*** Opening DATA SUPPLIED ***
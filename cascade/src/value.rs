//! Host-side stylesheet values and their wire mapping.
//!
//! Host values mirror the wire values bijectively. Encoding
//! ([`Value::to_wire`]) fails only for shapes the compiler would reject
//! outright (malformed calculations); decoding ([`Value::from_wire`])
//! validates everything arriving from the wire so malformed traffic
//! becomes a descriptive error instead of a panic deeper in host code.

// Mirror structs are constructed field-by-field by callback code, so
// they keep fully public, exhaustive shapes.
#![allow(clippy::exhaustive_structs)]

use std::collections::BTreeMap;
use std::sync::Arc;
use std::sync::atomic::{AtomicBool, Ordering};

use cascade_proto as proto;
pub use cascade_proto::{Calculation, CalculationOperator, CalculationValue, ListSeparator};

/// A stylesheet value crossing the compiler boundary.
#[derive(Debug, Clone)]
#[non_exhaustive]
pub enum Value {
    /// A string, quoted or unquoted.
    String {
        /// Text content, without quotes.
        text: String,
        /// Whether the string is quoted.
        quoted: bool,
    },
    /// A number with optional units.
    Number(Number),
    /// A color in a named color space.
    Color(Color),
    /// `true` or `false`.
    Boolean(bool),
    /// `null`.
    Null,
    /// An ordered list.
    List(List),
    /// An ordered key → value mapping.
    Map(Vec<(Value, Value)>),
    /// Positional plus keyword arguments; distinguishable at runtime from
    /// a plain list.
    ArgumentList(ArgumentList),
    /// A first-class function defined during the compilation.
    Function {
        /// Compiler-assigned id.
        id: u32,
        /// Signature, when known.
        signature: Option<String>,
    },
    /// An unsimplified `calc()`-family expression.
    Calculation(Calculation),
}

impl Value {
    /// A quoted string value.
    pub fn quoted(text: impl Into<String>) -> Self {
        Self::String {
            text: text.into(),
            quoted: true,
        }
    }

    /// An unquoted string value.
    pub fn unquoted(text: impl Into<String>) -> Self {
        Self::String {
            text: text.into(),
            quoted: false,
        }
    }

    /// A unitless number.
    pub fn number(value: f64) -> Self {
        Self::Number(Number::new(value))
    }

    /// Encodes this value for the wire.
    ///
    /// Fails with a descriptive message when the value has a shape the
    /// compiler rejects (currently: malformed calculations).
    pub fn to_wire(&self) -> Result<proto::Value, String> {
        Ok(match self {
            Self::String { text, quoted } => proto::Value::String {
                text: text.clone(),
                quoted: *quoted,
            },
            Self::Number(number) => proto::Value::Number {
                value: number.value,
                numerators: number.numerators.clone(),
                denominators: number.denominators.clone(),
            },
            Self::Color(color) => proto::Value::Color {
                space: color.space.clone(),
                channel1: color.channel1,
                channel2: color.channel2,
                channel3: color.channel3,
                alpha: color.alpha,
            },
            Self::Boolean(value) => proto::Value::Boolean(*value),
            Self::Null => proto::Value::Null,
            Self::List(list) => proto::Value::List {
                separator: list.separator,
                brackets: list.brackets,
                contents: wire_contents(&list.contents)?,
            },
            Self::Map(entries) => proto::Value::Map(
                entries
                    .iter()
                    .map(|(key, value)| {
                        Ok(proto::MapEntry {
                            key: key.to_wire()?,
                            value: value.to_wire()?,
                        })
                    })
                    .collect::<Result<_, String>>()?,
            ),
            Self::ArgumentList(args) => proto::Value::ArgumentList {
                id: args.id,
                separator: args.separator,
                contents: wire_contents(&args.contents)?,
                keywords: args
                    .keywords
                    .iter()
                    .map(|(name, value)| Ok((name.clone(), value.to_wire()?)))
                    .collect::<Result<_, String>>()?,
            },
            Self::Function { id, signature } => proto::Value::Function {
                id: *id,
                signature: signature.clone(),
            },
            Self::Calculation(calculation) => {
                validate_calculation(calculation)?;
                proto::Value::Calculation(calculation.clone())
            }
        })
    }

    /// Decodes a wire value, validating its shape.
    pub fn from_wire(wire: proto::Value) -> Result<Self, String> {
        Ok(match wire {
            proto::Value::String { text, quoted } => Self::String { text, quoted },
            proto::Value::Number {
                value,
                numerators,
                denominators,
            } => {
                if value.is_nan() {
                    return Err("number value must not be NaN".into());
                }
                Self::Number(Number {
                    value,
                    numerators,
                    denominators,
                })
            }
            proto::Value::Color {
                space,
                channel1,
                channel2,
                channel3,
                alpha,
            } => {
                if !(0.0..=1.0).contains(&alpha) {
                    return Err(format!("color alpha {alpha} is outside [0, 1]"));
                }
                Self::Color(Color {
                    space,
                    channel1,
                    channel2,
                    channel3,
                    alpha,
                })
            }
            proto::Value::Boolean(value) => Self::Boolean(value),
            proto::Value::Null => Self::Null,
            proto::Value::List {
                separator,
                brackets,
                contents,
            } => Self::List(List {
                separator,
                brackets,
                contents: host_contents(contents)?,
            }),
            proto::Value::Map(entries) => Self::Map(
                entries
                    .into_iter()
                    .map(|entry| Ok((Self::from_wire(entry.key)?, Self::from_wire(entry.value)?)))
                    .collect::<Result<_, String>>()?,
            ),
            proto::Value::ArgumentList {
                id,
                separator,
                contents,
                keywords,
            } => Self::ArgumentList(ArgumentList {
                id,
                separator,
                contents: host_contents(contents)?,
                keywords: keywords
                    .into_iter()
                    .map(|(name, value)| Ok((name, Self::from_wire(value)?)))
                    .collect::<Result<_, String>>()?,
                keywords_accessed: Arc::new(AtomicBool::new(false)),
            }),
            proto::Value::Function { id, signature } => Self::Function { id, signature },
            proto::Value::Calculation(calculation) => {
                validate_calculation(&calculation)?;
                Self::Calculation(calculation)
            }
        })
    }
}

fn wire_contents(contents: &[Value]) -> Result<Vec<proto::Value>, String> {
    contents.iter().map(Value::to_wire).collect()
}

fn host_contents(contents: Vec<proto::Value>) -> Result<Vec<Value>, String> {
    contents.into_iter().map(Value::from_wire).collect()
}

/// A number with numerator and denominator units.
#[derive(Debug, Clone, PartialEq)]
pub struct Number {
    /// Numeric value.
    pub value: f64,
    /// Numerator units, in order.
    pub numerators: Vec<String>,
    /// Denominator units, in order.
    pub denominators: Vec<String>,
}

impl Number {
    /// A unitless number.
    pub fn new(value: f64) -> Self {
        Self {
            value,
            numerators: Vec::new(),
            denominators: Vec::new(),
        }
    }

    /// A number with a single numerator unit.
    pub fn with_unit(value: f64, unit: impl Into<String>) -> Self {
        Self {
            value,
            numerators: vec![unit.into()],
            denominators: Vec::new(),
        }
    }
}

/// A color in a named color space.
#[derive(Debug, Clone, PartialEq)]
pub struct Color {
    /// Color space name, e.g. `rgb`.
    pub space: String,
    /// First channel.
    pub channel1: f64,
    /// Second channel.
    pub channel2: f64,
    /// Third channel.
    pub channel3: f64,
    /// Alpha channel in `[0, 1]`.
    pub alpha: f64,
}

impl Color {
    /// An opaque `rgb` color.
    pub fn rgb(red: f64, green: f64, blue: f64) -> Self {
        Self {
            space: "rgb".into(),
            channel1: red,
            channel2: green,
            channel3: blue,
            alpha: 1.0,
        }
    }
}

/// An ordered list value.
#[derive(Debug, Clone)]
pub struct List {
    /// Separator between elements.
    pub separator: ListSeparator,
    /// Whether the list is bracketed.
    pub brackets: bool,
    /// Elements.
    pub contents: Vec<Value>,
}

/// Positional arguments plus keyword arguments.
///
/// Reading the keywords is observable: the compiler only reports an
/// unknown-keyword error for an argument list whose keywords the host
/// never looked at, so access is recorded and sent back with the
/// function-call response.
#[derive(Debug, Clone)]
pub struct ArgumentList {
    /// Wire id; `0` for host-constructed lists.
    id: u32,
    /// Separator between positional arguments.
    separator: ListSeparator,
    /// Positional arguments.
    contents: Vec<Value>,
    /// Keyword arguments.
    keywords: BTreeMap<String, Value>,
    /// Set when [`ArgumentList::keywords`] is called.
    keywords_accessed: Arc<AtomicBool>,
}

impl ArgumentList {
    /// A host-constructed argument list.
    pub fn new(
        contents: Vec<Value>,
        keywords: BTreeMap<String, Value>,
        separator: ListSeparator,
    ) -> Self {
        Self {
            id: 0,
            separator,
            contents,
            keywords,
            keywords_accessed: Arc::new(AtomicBool::new(false)),
        }
    }

    /// Positional arguments.
    pub fn positional(&self) -> &[Value] {
        &self.contents
    }

    /// Keyword arguments. Calling this marks the keywords as accessed.
    pub fn keywords(&self) -> &BTreeMap<String, Value> {
        self.keywords_accessed.store(true, Ordering::Relaxed);
        &self.keywords
    }

    /// Separator between positional arguments.
    pub fn separator(&self) -> ListSeparator {
        self.separator
    }

    pub(crate) fn wire_id(&self) -> u32 {
        self.id
    }

    pub(crate) fn keywords_were_accessed(&self) -> bool {
        self.keywords_accessed.load(Ordering::Relaxed)
    }
}

/// Checks the arity rules the compiler enforces for calculations.
fn validate_calculation(calculation: &Calculation) -> Result<(), String> {
    let arity_ok = match calculation.name.as_str() {
        "calc" => calculation.arguments.len() == 1,
        "clamp" => calculation.arguments.len() == 3,
        "min" | "max" => !calculation.arguments.is_empty(),
        other => return Err(format!("unknown calculation function \"{other}\"")),
    };
    if !arity_ok {
        return Err(format!(
            "invalid number of arguments for calculation \"{}\": {}",
            calculation.name,
            calculation.arguments.len()
        ));
    }
    for argument in &calculation.arguments {
        validate_calculation_value(argument)?;
    }
    Ok(())
}

fn validate_calculation_value(value: &CalculationValue) -> Result<(), String> {
    match value {
        CalculationValue::Number { value, .. } => {
            if value.is_nan() {
                Err("calculation numbers must not be NaN".into())
            } else {
                Ok(())
            }
        }
        CalculationValue::String(_) | CalculationValue::Interpolation(_) => Ok(()),
        CalculationValue::Operation { left, right, .. } => {
            validate_calculation_value(left)?;
            validate_calculation_value(right)
        }
        CalculationValue::Calculation(nested) => validate_calculation(nested),
    }
}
*** Closing DATA SUPPLIED ***
### [ASSIGNMENT]
All lines from the opening of the material through the line that contains "compiler would reject" are to be printed exactly, with no others.

### [TASK RESPONSE]
filename cascade/src/value.rs
//! Host-side stylesheet values and their wire mapping.
//!
//! Host values mirror the wire values bijectively. Encoding
//! ([`Value::to_wire`]) fails only for shapes the compiler would reject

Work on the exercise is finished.